Os ciclistas compartilham das mesmas dificuldades que os pedestres, já que os pneus historicamente privilegiados no “tapete vermelho” das infraestruturas de qualidade são os dos automóveis. Essa exclusão tem resultados cruéis. Dados da Associação Brasileira de Medicina do Tráfego (Abramet) mostram que, na última década, mais de 8,5 mil ciclistas morreram em acidentes de trânsito.
Nesse cenário, a expansão de estruturas cicloviárias torna-se urgente. Mais ciclovias e ciclofaixas resultam não somente no aumento da segurança para quem pedala pelas cidades, mas também servem como um convite a novos ciclistas.
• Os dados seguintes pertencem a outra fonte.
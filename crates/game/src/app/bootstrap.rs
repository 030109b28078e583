use std::path::PathBuf;

use quest_engine::{RegistryError, SceneRegistry};
use thiserror::Error;
use tracing::info;
use tracing_subscriber::EnvFilter;

use super::save::JsonSaveStore;
use super::story;

const SAVE_PATH_ENV_VAR: &str = "CHECHEK_SAVE_PATH";
const MOVE_STEP_ENV_VAR: &str = "CHECHEK_MOVE_STEP";
const START_SCENE_ENV_VAR: &str = "CHECHEK_START_SCENE";

const DEFAULT_SAVE_PATH: &str = "data.json";
const DEFAULT_MOVE_STEP: f32 = 3.0;

#[derive(Debug, Clone, PartialEq)]
pub(crate) struct GameConfig {
    pub(crate) save_path: PathBuf,
    pub(crate) move_step: f32,
    pub(crate) start_scene: String,
}

impl Default for GameConfig {
    fn default() -> Self {
        Self {
            save_path: PathBuf::from(DEFAULT_SAVE_PATH),
            move_step: DEFAULT_MOVE_STEP,
            start_scene: story::START_SCENE.as_str().to_string(),
        }
    }
}

impl GameConfig {
    pub(crate) fn from_env() -> Result<Self, ConfigError> {
        Self::from_lookup(|name| std::env::var(name).ok())
    }

    fn from_lookup(lookup: impl Fn(&str) -> Option<String>) -> Result<Self, ConfigError> {
        let mut config = Self::default();

        if let Some(raw) = non_empty(lookup(SAVE_PATH_ENV_VAR)) {
            config.save_path = PathBuf::from(raw);
        }
        if let Some(raw) = non_empty(lookup(MOVE_STEP_ENV_VAR)) {
            config.move_step = parse_move_step(&raw)?;
        }
        if let Some(raw) = non_empty(lookup(START_SCENE_ENV_VAR)) {
            config.start_scene = raw;
        }

        Ok(config)
    }
}

#[derive(Debug, Error, PartialEq)]
pub(crate) enum ConfigError {
    #[error("{var} must be a positive finite number, got '{value}'")]
    InvalidMoveStep { var: &'static str, value: String },
}

#[derive(Debug, Error)]
pub(crate) enum AppError {
    #[error(transparent)]
    Config(#[from] ConfigError),
    #[error("scene graph setup failed: {0}")]
    Registry(#[from] RegistryError),
}

pub(crate) struct AppWiring {
    pub(crate) config: GameConfig,
    pub(crate) registry: SceneRegistry,
    pub(crate) store: JsonSaveStore,
}

pub(crate) fn build_app() -> Result<AppWiring, AppError> {
    init_tracing();
    info!("=== Chechek Quest Startup ===");

    let config = GameConfig::from_env()?;
    let registry = story::build_story_registry()?;
    let store = JsonSaveStore::new(config.save_path.clone());
    info!(
        save_path = %config.save_path.display(),
        move_step = config.move_step,
        start_scene = %config.start_scene,
        scenes = registry.keys().len(),
        "app_configured"
    );

    Ok(AppWiring {
        config,
        registry,
        store,
    })
}

// stdout carries driver output, so logs go to stderr.
fn init_tracing() {
    let filter = EnvFilter::try_from_default_env().unwrap_or_else(|_| EnvFilter::new("info"));
    tracing_subscriber::fmt()
        .with_env_filter(filter)
        .with_target(false)
        .with_writer(std::io::stderr)
        .compact()
        .init();
}

fn non_empty(raw: Option<String>) -> Option<String> {
    raw.map(|value| value.trim().to_string())
        .filter(|value| !value.is_empty())
}

fn parse_move_step(raw: &str) -> Result<f32, ConfigError> {
    match raw.parse::<f32>() {
        Ok(step) if step.is_finite() && step > 0.0 => Ok(step),
        _ => Err(ConfigError::InvalidMoveStep {
            var: MOVE_STEP_ENV_VAR,
            value: raw.to_string(),
        }),
    }
}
Quando um motorista troca o carro pela bicicleta, colabora com a redução do trânsito e da poluição e, de brinde, melhora sua saúde física e mental. Porém, o processo de construir uma cidade para as pessoas implica reduzir o espaço dado aos automóveis, o que enfrenta resistência. Nesse embate, o uso de dados é fundamental para garantir o avanço das políticas cicloviárias.
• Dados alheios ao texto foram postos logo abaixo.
use super::{Scene, ANIMATION_FRAME_COUNT};
use crate::geometry::Rect;

#[derive(Debug, Clone, Copy, PartialEq, Eq)]
pub enum Facing {
    Up,
    Down,
    Left,
    Right,
}

impl Facing {
    pub fn as_token(self) -> &'static str {
        match self {
            Self::Up => "up",
            Self::Down => "down",
            Self::Left => "left",
            Self::Right => "right",
        }
    }
}

impl Scene {
    pub fn move_forward(&mut self, step: f32) {
        self.step_player(Facing::Up, 0.0, -step);
    }

    pub fn move_back(&mut self, step: f32) {
        self.step_player(Facing::Down, 0.0, step);
    }

    pub fn move_left(&mut self, step: f32) {
        self.step_player(Facing::Left, -step, 0.0);
    }

    pub fn move_right(&mut self, step: f32) {
        self.step_player(Facing::Right, step, 0.0);
    }

    fn movement_locked(&self) -> bool {
        self.in_dialog() || self.inventory_open
    }

    fn step_player(&mut self, facing: Facing, dx: f32, dy: f32) {
        if self.movement_locked() {
            return;
        }
        self.advance_animation(facing);
        self.move_by(dx, dy);
    }

    /// Sprite path is `<base>/<facing><frame>.png`; the frame advances every
    /// `animation_speed` steps and wraps after `ANIMATION_FRAME_COUNT`.
    fn advance_animation(&mut self, facing: Facing) {
        self.animation_tick = self.animation_tick.wrapping_add(1);
        if self.animation_tick % self.animation_speed == 0 {
            self.animation_frame = (self.animation_frame + 1) % ANIMATION_FRAME_COUNT;
        }
        self.player_texture_path = format!(
            "{}/{}{}.png",
            self.player_sprite_base,
            facing.as_token(),
            self.animation_frame
        );
    }

    /// Moves the player, resolving X then Y independently so the player
    /// slides along solid edges instead of sticking.
    pub(crate) fn move_by(&mut self, dx: f32, dy: f32) {
        if self.movement_locked() {
            return;
        }

        let mut moved = false;
        if dx != 0.0 {
            let candidate = self.player_rect().moved(dx, 0.0);
            if !self.blocked(&candidate) {
                self.player_position.x += dx;
                moved = true;
            }
        }
        if dy != 0.0 {
            let candidate = self.player_rect().moved(0.0, dy);
            if !self.blocked(&candidate) {
                self.player_position.y += dy;
                moved = true;
            }
        }

        if moved {
            self.update_hint();
        }
    }

    fn blocked(&self, candidate: &Rect) -> bool {
        self.objects
            .iter()
            .any(|object| object.solid && object.rect.intersects(candidate))
    }
}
“Cada viagem de bicicleta gera um dado, que compartilhamos com os órgãos de trânsito nas cidades em que a Tembici atua. Em São Paulo, a CET recebe constantemente pedidos de mudanças ou retiradas de infraestrutura para micromobilidade (sob alegação de que são pouco utilizadas)”, afirma Mariana Cruz, coordenadora de Relações Governamentais da empresa de compartilhamento de bicicletas. “Com nossos dados, mostramos como as infraestruturas são bastante utilizadas e as reclamações contrárias, infundadas.”
Cidade saudável
Com o isolamento social provocado pela covid-19, diversas áreas públicas e privadas ficaram vazias, o que serviu para a reflexão sobre novos usos que favoreçam a convivência e circulação de pessoas. “Na pandemia, vimos alguns estabelecimentos como padarias instalarem mesas e cadeiras nas vagas utilizadas para carros. Tais espaços passaram a ser áreas de convivência, se tornaram mais humanos”, comenta James Scavone, sócio-fundador e CCO da Davinci.
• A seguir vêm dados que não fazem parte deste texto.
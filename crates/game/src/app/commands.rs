use thiserror::Error;

pub(crate) const HELP_TEXT: &str = "commands: w|up, s|down, a|left, d|right, e|interact, \
i|inventory, click <x> <y>, draw, scene, help, quit|esc";

#[derive(Debug, Clone, Copy, PartialEq)]
pub(crate) enum DriverCommand {
    MoveForward,
    MoveBack,
    MoveLeft,
    MoveRight,
    Interact,
    ToggleInventory,
    Click { x: f32, y: f32 },
    Draw,
    Scene,
    Help,
    Quit,
}

#[derive(Debug, Error, PartialEq, Eq)]
pub(crate) enum CommandParseError {
    #[error("empty command")]
    Empty,
    #[error("unknown command '{0}' (try 'help')")]
    Unknown(String),
    #[error("'{command}' takes no arguments")]
    UnexpectedArguments { command: String },
    #[error("usage: click <x> <y>")]
    ClickUsage,
    #[error("invalid coordinate '{0}'")]
    InvalidCoordinate(String),
}

pub(crate) fn parse_command(line: &str) -> Result<DriverCommand, CommandParseError> {
    let mut parts = line.split_whitespace();
    let Some(head) = parts.next() else {
        return Err(CommandParseError::Empty);
    };
    let head = head.to_lowercase();

    if head == "click" {
        let (Some(x), Some(y), None) = (parts.next(), parts.next(), parts.next()) else {
            return Err(CommandParseError::ClickUsage);
        };
        return Ok(DriverCommand::Click {
            x: parse_coordinate(x)?,
            y: parse_coordinate(y)?,
        });
    }

    let command = match head.as_str() {
        "w" | "up" | "forward" => DriverCommand::MoveForward,
        "s" | "down" | "back" => DriverCommand::MoveBack,
        "a" | "left" => DriverCommand::MoveLeft,
        "d" | "right" => DriverCommand::MoveRight,
        "e" | "interact" => DriverCommand::Interact,
        "i" | "inventory" => DriverCommand::ToggleInventory,
        "draw" => DriverCommand::Draw,
        "scene" => DriverCommand::Scene,
        "help" | "?" => DriverCommand::Help,
        "quit" | "exit" | "esc" => DriverCommand::Quit,
        _ => return Err(CommandParseError::Unknown(head)),
    };
    if parts.next().is_some() {
        return Err(CommandParseError::UnexpectedArguments { command: head });
    }
    Ok(command)
}

fn parse_coordinate(raw: &str) -> Result<f32, CommandParseError> {
    raw.parse::<f32>()
        .ok()
        .filter(|value| value.is_finite())
        .ok_or_else(|| CommandParseError::InvalidCoordinate(raw.to_string()))
}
De forma geral, especialistas defendem que a melhoria da mobilidade ativa envolve repensar a forma como as cidades são construídas. Uma discussão que não deve estar restrita a universidades ou gabinetes do poder público. Cidadãos comuns, pequenos comerciantes e outros munícipes também podem ajudar a ressignificar os espaços.
“A especialização do profissional que pensa a cidade é uma barreira que precisa ser superada. A cidade é um campo de atuação interdisciplinar”, defende Vinícius Andrade, arquiteto e professor na Escola da Cidade.
Uma constatação é a de que o modelo adotado em São Paulo – com zoneamentos que estabelecem funções restritas de bairros e regiões – deve ser abolido das pranchetas de arquitetos urbanistas e dos gabinetes de gestores públicos.
“Quando se planeja a cidade, não se deve pensar em compartimentos monofuncionais, como áreas destinadas à moradia e outras às indústrias, o que gera deslocamentos em massa. Uma cidade saudável é compacta, de uso misto, mistura as atividades”, completa Andrade. E também estende o “tapete vermelho” a pedestres e ciclistas.
Pelo mundo afora, bons exemplos servem de inspiração
Investimentos para incentivar os modos sustentáveis de deslocamento crescem pelo mundo. Em Paris, estão previstos 250 milhões de euros em infraestrutura para bicicletas nos próximos anos, com a previsão de mais 180 quilômetros de ciclovias até 2026. Nova York pretende transformar 25% de seu espaço viário em áreas caminháveis, vias para bicicletas, faixas de ônibus e áreas verdes até 2025.
A cidade de Milão tornou público o compromisso de construir 750 quilômetros de ciclovias até 2035 e pretende zerar as emissões de carbono até 2050. E, no Reino Unido, uma parceria entre governo e empresas fornecerá gratuitamente empréstimos de bikes e triciclos elétricos por períodos de até três meses.